Quel était ce concept ? «Le partage des tâches était très polarisé entre les sexes dans les tribus d'Indiens d'Amérique. Mais il existait des personnes qui adoptaient les attributs vestimentaires et aussi certains comportements de l'autre sexe, suivant des modalités qui variaient considérablement selon les groupes. Ces individus avaient un rôle de médiateurs entre les sexes. Ce rôle était toujours rituel, qu'il soit ponctuel ou plus permanent», éclaire Emmanuel Desveaux, directeur d'études à l'EHESS.

Ainsi, à l’instar des vestales ou des moines, ces personnes, souvent des hommes mais parfois aussi des femmes, consacrait leur vie, parfois temporairement, à cette fonction spirituelle de la société. Les premiers colons ont donc en effet été confrontés à des femmes guerrières ou à des hommes gardiens du foyer. Dire que les Indiens d’Amérique reconnaissaient 5 genres apparaît comme une réinterprétation avec des concepts modernes d’une réalité anthropologique. Mais ces sociétés faisaient une place à des personnes souhaitant vivre selon les normes du sexe qui n’était pas le leur. Ils avaient tendance à considérer ces personnes possédant «deux esprits» avec respect, ce qui apparaît en décalage avec nos sociétés modernes.
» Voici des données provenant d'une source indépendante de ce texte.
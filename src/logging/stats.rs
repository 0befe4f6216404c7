//! Writer counters
//!
//! Thread-safe counters shared by producers and the flush thread.
//! Uses lock-free atomics for all operations.

use super::LogLevel;
use serde::Serialize;
use std::sync::atomic::{AtomicU64, Ordering};

/// Lifetime counters of one writer (fully lock-free)
#[derive(Debug, Default)]
pub struct WriterStats {
    /// Lines written to a file
    lines_written: AtomicU64,
    /// Lines handed to the async queue
    lines_queued: AtomicU64,
    /// Successful rotations (day or segment)
    rotations: AtomicU64,
    /// Failed writes, flushes or rotations
    errors: AtomicU64,
    /// Lines written, indexed by level
    by_level: [AtomicU64; 4],
}

/// Point-in-time copy of [`WriterStats`]
#[derive(Debug, Clone, Copy, Default, PartialEq, Eq, Serialize)]
pub struct StatsSnapshot {
    pub lines_written: u64,
    pub lines_queued: u64,
    pub rotations: u64,
    pub errors: u64,
    pub by_level: LevelCounts,
}

/// Written lines per level
#[derive(Debug, Clone, Copy, Default, PartialEq, Eq, Serialize)]
pub struct LevelCounts {
    pub debug: u64,
    pub info: u64,
    pub warn: u64,
    pub error: u64,
}

impl WriterStats {
    pub fn new() -> Self {
        Self::default()
    }

    #[inline]
    pub fn add_written(&self, level: LogLevel) {
        self.lines_written.fetch_add(1, Ordering::Relaxed);
        self.by_level[level as usize].fetch_add(1, Ordering::Relaxed);
    }

    #[inline]
    pub fn add_queued(&self) {
        self.lines_queued.fetch_add(1, Ordering::Relaxed);
    }

    #[inline]
    pub fn add_rotation(&self) {
        self.rotations.fetch_add(1, Ordering::Relaxed);
    }

    #[inline]
    pub fn add_error(&self) {
        self.errors.fetch_add(1, Ordering::Relaxed);
    }

    pub fn snapshot(&self) -> StatsSnapshot {
        StatsSnapshot {
            lines_written: self.lines_written.load(Ordering::Relaxed),
            lines_queued: self.lines_queued.load(Ordering::Relaxed),
            rotations: self.rotations.load(Ordering::Relaxed),
            errors: self.errors.load(Ordering::Relaxed),
            by_level: LevelCounts {
                debug: self.level(LogLevel::Debug),
                info: self.level(LogLevel::Info),
                warn: self.level(LogLevel::Warn),
                error: self.level(LogLevel::Error),
            },
        }
    }

    fn level(&self, level: LogLevel) -> u64 {
        self.by_level[level as usize].load(Ordering::Relaxed)
    }
}

#[cfg(test)]
mod tests {
    use super::*;
    use std::sync::Arc;
    use std::thread;

    #[test]
    fn test_counters_from_many_threads() {
        let stats = Arc::new(WriterStats::new());
        let handles: Vec<_> = (0..8)
            .map(|i| {
                let stats = stats.clone();
                let level = if i % 2 == 0 { LogLevel::Info } else { LogLevel::Error };
                thread::spawn(move || {
                    for _ in 0..100 {
                        stats.add_queued();
                        stats.add_written(level);
                    }
                })
            })
            .collect();
        for h in handles {
            h.join().unwrap();
        }

        stats.add_rotation();
        stats.add_error();

        let snap = stats.snapshot();
        assert_eq!(snap.lines_queued, 800);
        assert_eq!(snap.lines_written, 800);
        assert_eq!(snap.rotations, 1);
        assert_eq!(snap.errors, 1);
        assert_eq!(
            snap.by_level,
            LevelCounts {
                debug: 0,
                info: 400,
                warn: 0,
                error: 400,
            }
        );
    }
}
//! File logging
//!
//! Centralizes all log-related types and utilities:
//! - `LogLevel` / `LogRecord` - Severity and one formatted line
//! - `LogWriter` - Sync or async writer with day/line rotation
//! - `Clock` - Time source for timestamps and day rollover
//! - `WriterStats` - Lock-free counters behind `LogWriter::status`

pub mod clock;
pub mod entry;
pub mod file;
pub mod format;
pub mod stats;
pub mod writer;

pub use clock::{Clock, ManualClock, SystemClock};
pub use entry::{LogLevel, LogRecord};
pub use stats::{LevelCounts, StatsSnapshot};
pub use writer::{LogWriter, WriterStatus};

/// Initialize internal tracing for diagnostics on stderr
///
/// Call early in main() before any logging occurs.
/// Set `verbose` to true for debug-level output.
pub fn init_tracing(verbose: bool) {
    use tracing_subscriber::{layer::SubscriberExt, util::SubscriberInitExt};

    let level = if verbose { "debug" } else { "warn" };

    let _ = tracing_subscriber::registry()
        .with(
            tracing_subscriber::fmt::layer()
                .with_writer(std::io::stderr)
                .with_target(false)
                .with_file(false)
                .compact(),
        )
        .with(tracing_subscriber::EnvFilter::new(level))
        .try_init();
}
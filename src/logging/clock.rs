//! Wall-clock source for timestamps and day rollover

use chrono::{Duration, Local, NaiveDateTime};
use parking_lot::Mutex;

/// Source of the current local wall-clock time
///
/// The writer reads the time once per line: the same instant feeds the line
/// timestamp and the rotation check.
pub trait Clock: Send + Sync + 'static {
    fn now(&self) -> NaiveDateTime;
}

/// Local system time
#[derive(Debug, Clone, Copy, Default)]
pub struct SystemClock;

impl Clock for SystemClock {
    fn now(&self) -> NaiveDateTime {
        Local::now().naive_local()
    }
}

/// Clock that only moves when told to
#[derive(Debug)]
pub struct ManualClock {
    now: Mutex<NaiveDateTime>,
}

impl ManualClock {
    pub fn new(start: NaiveDateTime) -> Self {
        Self {
            now: Mutex::new(start),
        }
    }

    pub fn set(&self, now: NaiveDateTime) {
        *self.now.lock() = now;
    }

    pub fn advance(&self, by: Duration) {
        let mut now = self.now.lock();
        *now += by;
    }
}

impl Clock for ManualClock {
    fn now(&self) -> NaiveDateTime {
        *self.now.lock()
    }
}

#[cfg(test)]
mod tests {
    use super::*;
    use chrono::NaiveDate;

    #[test]
    fn test_manual_clock_advance_crosses_midnight() {
        let start = NaiveDate::from_ymd_opt(2024, 1, 1)
            .unwrap()
            .and_hms_opt(23, 59, 59)
            .unwrap();
        let clock = ManualClock::new(start);
        assert_eq!(clock.now(), start);

        clock.advance(Duration::seconds(2));
        assert_eq!(
            clock.now().date(),
            NaiveDate::from_ymd_opt(2024, 1, 2).unwrap()
        );
    }
}
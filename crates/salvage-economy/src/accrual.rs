//! Passive production accrual and collection settlement.
//!
//! A building accrues each of its outputs linearly from its
//! `last_collection_at` baseline:
//!
//! ```text
//! produced = min(elapsed_minutes * rate_per_minute, storage_capacity)
//! ```
//!
//! Production is computed on demand from wall-clock time; nothing ticks.
//! Once a rule reaches its storage capacity it stalls until collected.
//!
//! # Settlement
//!
//! Inventories hold whole units only. Collecting credits `floor(produced)`
//! of every output and keeps the fractional remainder by moving the
//! baseline back instead of storing it:
//!
//! ```text
//! owed_minutes(rule)  = fraction(rule) / rate_per_minute(rule)
//! last_collection_at  = now - max(owed_minutes over all rules)
//! ```
//!
//! Taking the maximum keeps the largest remainder intact. Outputs with a
//! smaller remainder are re-granted a few seconds of production they have
//! already been paid for; the error is bounded by one unit per output.
//!
//! Time is measured in microseconds (the resolution of `TIMESTAMPTZ`) and
//! all arithmetic is [`Decimal`] -- no floating point. Multiplying before
//! dividing keeps exact cases exact (20 s at 3/min is exactly 1 unit).

use chrono::{DateTime, TimeDelta, Utc};
use rust_decimal::Decimal;
use rust_decimal::prelude::ToPrimitive;
use salvage_types::{
    CollectedResource, OwnedBuilding, ProductionPreview, ProductionRule, ResourceTypeId,
};

use crate::error::EconomyError;

/// Microseconds in one minute.
pub const MICROS_PER_MINUTE: i64 = 60_000_000;

/// Accrued output of one production rule at a point in time.
#[derive(Debug, Clone, Copy, PartialEq, Eq)]
pub struct ProducedAmount {
    /// The resource produced.
    pub resource_type_id: ResourceTypeId,
    /// Units accrued, including the fractional part.
    pub amount: Decimal,
    /// The rule's rate, carried along for the remainder conversion.
    pub rate_per_minute: Decimal,
    /// The rule's storage ceiling.
    pub storage_capacity: u64,
}

impl ProducedAmount {
    /// Whether accrual has stalled at the storage ceiling.
    pub fn is_full(&self) -> bool {
        self.amount >= Decimal::from(self.storage_capacity)
    }
}

/// The result of collecting a building.
#[derive(Debug, Clone, PartialEq, Eq)]
pub struct Settlement {
    /// Whole units to credit, sorted by resource ID. Zero credits are omitted.
    pub credits: Vec<CollectedResource>,
    /// The baseline to store for the building.
    pub last_collection_at: DateTime<Utc>,
}

/// Microseconds from `since` to `now`, clamped at zero.
///
/// A baseline in the future (clock skew) counts as no time elapsed.
pub fn elapsed_micros(since: DateTime<Utc>, now: DateTime<Utc>) -> i64 {
    now.signed_duration_since(since)
        .num_microseconds()
        .map_or(i64::MAX, |us| us.max(0))
}

/// Units a single rule has accrued after `elapsed_us` microseconds.
///
/// Never negative, never above `storage_capacity`. A rate of zero (or a
/// malformed negative rate) produces nothing. Overflow only happens for
/// absurd elapsed times, which are past the ceiling anyway.
pub fn produced_amount(rule: &ProductionRule, elapsed_us: i64) -> Decimal {
    let capacity = Decimal::from(rule.storage_capacity);
    if rule.rate_per_minute <= Decimal::ZERO || elapsed_us <= 0 {
        return Decimal::ZERO;
    }

    Decimal::from(elapsed_us)
        .checked_mul(rule.rate_per_minute)
        .and_then(|v| v.checked_div(Decimal::from(MICROS_PER_MINUTE)))
        .map_or(capacity, |v| v.min(capacity))
}

/// Compute what a building has accrued for each of its rules at `now`.
pub fn compute_production(
    building: &OwnedBuilding,
    rules: &[ProductionRule],
    now: DateTime<Utc>,
) -> Vec<ProducedAmount> {
    let elapsed_us = elapsed_micros(building.last_collection_at, now);
    rules
        .iter()
        .map(|rule| ProducedAmount {
            resource_type_id: rule.resource_type_id,
            amount: produced_amount(rule, elapsed_us),
            rate_per_minute: rule.rate_per_minute,
            storage_capacity: rule.storage_capacity,
        })
        .collect()
}

/// Live production preview for display.
pub fn preview(
    building: &OwnedBuilding,
    rules: &[ProductionRule],
    now: DateTime<Utc>,
) -> Vec<ProductionPreview> {
    compute_production(building, rules, now)
        .into_iter()
        .map(|p| ProductionPreview {
            resource_type_id: p.resource_type_id,
            produced: p.amount,
            rate_per_minute: p.rate_per_minute,
            storage_capacity: p.storage_capacity,
            full: p.is_full(),
        })
        .collect()
}

/// Settle a collection: split accrued output into whole credits and a
/// rolled-back baseline that carries the fractional remainder forward.
///
/// The returned baseline is never earlier than the building's current one.
///
/// # Errors
///
/// Returns [`EconomyError::ArithmeticOverflow`] if a conversion overflows.
pub fn settle(
    building: &OwnedBuilding,
    rules: &[ProductionRule],
    now: DateTime<Utc>,
) -> Result<Settlement, EconomyError> {
    let mut credits = Vec::new();
    let mut max_owed_us = Decimal::ZERO;

    for produced in compute_production(building, rules, now) {
        let whole = produced.amount.floor();
        let fraction = produced
            .amount
            .checked_sub(whole)
            .ok_or_else(|| overflow("fractional production"))?;

        if whole > Decimal::ZERO {
            let quantity = whole
                .to_u64()
                .ok_or_else(|| overflow("whole production to u64"))?;
            credits.push(CollectedResource {
                resource_type_id: produced.resource_type_id,
                quantity,
            });
        }

        if fraction > Decimal::ZERO && produced.rate_per_minute > Decimal::ZERO {
            let owed_us = fraction
                .checked_mul(Decimal::from(MICROS_PER_MINUTE))
                .and_then(|v| v.checked_div(produced.rate_per_minute))
                .ok_or_else(|| overflow("time owed for remainder"))?;
            max_owed_us = max_owed_us.max(owed_us);
        }
    }

    let owed_us = max_owed_us
        .round()
        .to_i64()
        .ok_or_else(|| overflow("time owed to i64"))?;
    let rolled_back = now
        .checked_sub_signed(TimeDelta::microseconds(owed_us))
        .ok_or_else(|| overflow("baseline rollback"))?;

    credits.sort();

    Ok(Settlement {
        credits,
        last_collection_at: rolled_back.max(building.last_collection_at),
    })
}

fn overflow(context: &str) -> EconomyError {
    EconomyError::ArithmeticOverflow {
        context: context.to_owned(),
    }
}
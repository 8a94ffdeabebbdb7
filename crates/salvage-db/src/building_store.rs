//! Building ownership persistence.
//!
//! `UNIQUE (user_id, building_type_id)` is the final word on single
//! ownership: [`BuildingStore::create`] reports a conflict instead of
//! failing, so a purchase racing another purchase of the same type
//! resolves to `AlreadyOwned`.

use chrono::{DateTime, Utc};
use salvage_types::{BuildingId, BuildingTypeId, OwnedBuilding, UserId};
use sqlx::PgConnection;
use uuid::Uuid;

use crate::error::{DbError, to_i32, to_u32};

/// Operations on the `owned_buildings` table.
pub struct BuildingStore<'c> {
    conn: &'c mut PgConnection,
}

impl<'c> BuildingStore<'c> {
    /// Create a store bound to a connection or open transaction.
    pub const fn new(conn: &'c mut PgConnection) -> Self {
        Self { conn }
    }

    /// The player's building of the given type, if owned.
    ///
    /// # Errors
    ///
    /// Returns [`DbError`] if the query fails or the row is malformed.
    pub async fn owned(
        &mut self,
        user: UserId,
        building_type: BuildingTypeId,
    ) -> Result<Option<OwnedBuilding>, DbError> {
        let row = sqlx::query_as::<_, OwnedBuildingRow>(
            r"SELECT id, user_id, building_type_id, level, last_collection_at, created_at
              FROM owned_buildings
              WHERE user_id = $1 AND building_type_id = $2",
        )
        .bind(user.into_inner())
        .bind(building_type.into_inner())
        .fetch_optional(&mut *self.conn)
        .await?;

        row.map(OwnedBuildingRow::into_building).transpose()
    }

    /// Look up a building by ID, scoped to its owner, and lock the row until
    /// the enclosing transaction ends. Concurrent collects of one building
    /// queue here.
    ///
    /// # Errors
    ///
    /// Returns [`DbError`] if the query fails or the row is malformed.
    pub async fn by_id_for_update(
        &mut self,
        building: BuildingId,
        user: UserId,
    ) -> Result<Option<OwnedBuilding>, DbError> {
        let row = sqlx::query_as::<_, OwnedBuildingRow>(
            r"SELECT id, user_id, building_type_id, level, last_collection_at, created_at
              FROM owned_buildings
              WHERE id = $1 AND user_id = $2
              FOR UPDATE",
        )
        .bind(building.into_inner())
        .bind(user.into_inner())
        .fetch_optional(&mut *self.conn)
        .await?;

        row.map(OwnedBuildingRow::into_building).transpose()
    }

    /// All of a player's buildings, oldest first.
    ///
    /// # Errors
    ///
    /// Returns [`DbError`] if the query fails or a row is malformed.
    pub async fn list(&mut self, user: UserId) -> Result<Vec<OwnedBuilding>, DbError> {
        let rows = sqlx::query_as::<_, OwnedBuildingRow>(
            r"SELECT id, user_id, building_type_id, level, last_collection_at, created_at
              FROM owned_buildings
              WHERE user_id = $1
              ORDER BY created_at, id",
        )
        .bind(user.into_inner())
        .fetch_all(&mut *self.conn)
        .await?;

        rows.into_iter().map(OwnedBuildingRow::into_building).collect()
    }

    /// Insert an ownership record. Returns `false` if the player already
    /// owns a building of this type.
    ///
    /// # Errors
    ///
    /// Returns [`DbError`] if the insert fails for another reason.
    pub async fn create(&mut self, building: &OwnedBuilding) -> Result<bool, DbError> {
        let inserted = sqlx::query(
            r"INSERT INTO owned_buildings
                (id, user_id, building_type_id, level, last_collection_at, created_at)
              VALUES ($1, $2, $3, $4, $5, $6)
              ON CONFLICT (user_id, building_type_id) DO NOTHING",
        )
        .bind(building.id.into_inner())
        .bind(building.user_id.into_inner())
        .bind(building.building_type_id.into_inner())
        .bind(to_i32("level", building.level)?)
        .bind(building.last_collection_at)
        .bind(building.created_at)
        .execute(&mut *self.conn)
        .await?
        .rows_affected();

        Ok(inserted == 1)
    }

    /// Store a new collection baseline.
    ///
    /// # Errors
    ///
    /// Returns [`DbError`] if the update fails.
    pub async fn update_last_collection(
        &mut self,
        building: BuildingId,
        at: DateTime<Utc>,
    ) -> Result<(), DbError> {
        sqlx::query("UPDATE owned_buildings SET last_collection_at = $2 WHERE id = $1")
            .bind(building.into_inner())
            .bind(at)
            .execute(&mut *self.conn)
            .await?;

        Ok(())
    }
}

/// A row from `owned_buildings`.
#[derive(Debug, Clone, sqlx::FromRow)]
struct OwnedBuildingRow {
    id: Uuid,
    user_id: Uuid,
    building_type_id: Uuid,
    level: i32,
    last_collection_at: DateTime<Utc>,
    created_at: DateTime<Utc>,
}

impl OwnedBuildingRow {
    fn into_building(self) -> Result<OwnedBuilding, DbError> {
        Ok(OwnedBuilding {
            id: BuildingId::from(self.id),
            user_id: UserId::from(self.user_id),
            building_type_id: BuildingTypeId::from(self.building_type_id),
            level: to_u32("level", self.level)?,
            last_collection_at: self.last_collection_at,
            created_at: self.created_at,
        })
    }
}
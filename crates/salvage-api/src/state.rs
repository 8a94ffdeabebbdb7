//! Shared application state for the game API.

use std::sync::Arc;

use chrono::{DateTime, Utc};
use salvage_core::{Clock, GameBackend, SystemClock};

/// State shared by every handler: the backend and the clock requests are
/// evaluated against.
pub struct AppState<B> {
    /// The game backend.
    pub backend: Arc<B>,
    /// Source of `now` for every operation.
    pub clock: Arc<dyn Clock>,
}

impl<B: GameBackend> AppState<B> {
    /// Create state with an explicit clock.
    pub fn new(backend: Arc<B>, clock: Arc<dyn Clock>) -> Self {
        Self { backend, clock }
    }

    /// Create state on the system wall clock.
    pub fn with_system_clock(backend: Arc<B>) -> Self {
        Self::new(backend, Arc::new(SystemClock))
    }

    /// The instant the current request is evaluated at.
    pub fn now(&self) -> DateTime<Utc> {
        self.clock.now()
    }
}
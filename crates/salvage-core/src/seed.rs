//! The starter catalog.
//!
//! Four tier-1 resources and four buildings. The resource dispenser is a
//! free tier-0 placeholder with no production; the other three each cost
//! starter resources and produce one of them. Stores insert this catalog
//! at startup when it is missing, matching entries by name so reseeding is
//! idempotent.

use rust_decimal::Decimal;
use salvage_types::{
    BuildingCost, BuildingDetails, BuildingType, BuildingTypeId, Catalog, ProductionRule,
    ResourceType, ResourceTypeId,
};

/// Build the starter catalog with freshly generated IDs.
pub fn starter_catalog() -> Catalog {
    let stone = resource(
        "stone",
        "Stone",
        "Rough stone quarried from the ground. Foundation of construction.",
        "Mountain",
    );
    let scrap = resource(
        "scrap_metal",
        "Scrap Metal",
        "Salvaged metal pieces. Can be refined into useful materials.",
        "Wrench",
    );
    let fuel = resource(
        "raw_fuel",
        "Raw Fuel",
        "Unrefined energy source. Volatile but abundant.",
        "Fuel",
    );
    let data = resource(
        "data_fragments",
        "Data Fragments",
        "Corrupted data shards. Contain traces of valuable information.",
        "Binary",
    );

    let buildings = vec![
        building(
            ("resource_dispenser", "Resource Dispenser"),
            "Basic resource generator for starting players",
            "PackageOpen",
            0,
            Vec::new(),
            Vec::new(),
        ),
        building(
            ("stone_quarry", "Stone Quarry"),
            "Extracts stone from bedrock",
            "Mountain",
            1,
            vec![cost(stone.id, 20)],
            vec![rule(stone.id, 3, 300)],
        ),
        building(
            ("scrap_yard", "Scrap Yard"),
            "Processes scrap metal from salvage",
            "Wrench",
            1,
            vec![cost(stone.id, 25), cost(scrap.id, 10)],
            vec![rule(scrap.id, 2, 200)],
        ),
        building(
            ("fuel_extractor", "Fuel Extractor"),
            "Extracts and refines raw fuel",
            "Fuel",
            1,
            vec![cost(stone.id, 30), cost(scrap.id, 15)],
            vec![rule(fuel.id, 2, 250)],
        ),
    ];

    Catalog {
        resources: vec![stone, scrap, fuel, data],
        buildings,
    }
}

fn resource(name: &str, display_name: &str, description: &str, icon: &str) -> ResourceType {
    ResourceType {
        id: ResourceTypeId::new(),
        name: name.to_owned(),
        display_name: display_name.to_owned(),
        description: Some(description.to_owned()),
        tier: 1,
        icon: Some(icon.to_owned()),
    }
}

fn building(
    (name, display_name): (&str, &str),
    description: &str,
    icon: &str,
    tier: u32,
    costs: Vec<BuildingCost>,
    production: Vec<ProductionRule>,
) -> BuildingDetails {
    BuildingDetails {
        building_type: BuildingType {
            id: BuildingTypeId::new(),
            name: name.to_owned(),
            display_name: display_name.to_owned(),
            description: Some(description.to_owned()),
            tier,
            icon: Some(icon.to_owned()),
        },
        costs,
        production,
    }
}

const fn cost(resource_type_id: ResourceTypeId, quantity: u64) -> BuildingCost {
    BuildingCost {
        resource_type_id,
        quantity,
    }
}

fn rule(resource_type_id: ResourceTypeId, rate: i64, storage_capacity: u64) -> ProductionRule {
    ProductionRule {
        resource_type_id,
        rate_per_minute: Decimal::from(rate),
        storage_capacity,
    }
}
Ainsi, Russell Means, acteur (le dernier des Mohicans) et cofondateur du Mouvement pour les Indiens d'Amérique, affirmait : «Dans ma culture, nous avons des personnes qui s'habillent à moitié comme des hommes et à moitié comme des femmes. Nous les appelons Winkte. Il s'agit d'une position honorable, si vous êtes Winkte, vous êtes un être spécial et, au sein de ma nation et des peuples des plaines, nous vous considérons comme un éducateur pour les enfants et nous sommes fiers de qui vous êtes.» Cette citation est reprise dans l'article de Indian Country Today et se retrouve dans le livre Les enfants d'Harvey Milk de Andrew Reynolds, professeur de sciences politiques.

La question du mariage gay est encore un peu différente. Elle implique là encore deux notions : le mariage et l’homosexualité qui n’étaient pas nécessairement définis comme telles par les tribus autochtones.

Ceci dit, Il existait des couples réunissant un «two spirit» et un individu de son sexe biologique. De là à parler de mariage gay…

Cordialement

Edit du 5 février 2019 : modification de la citation de Laurence Hérault à sa demande.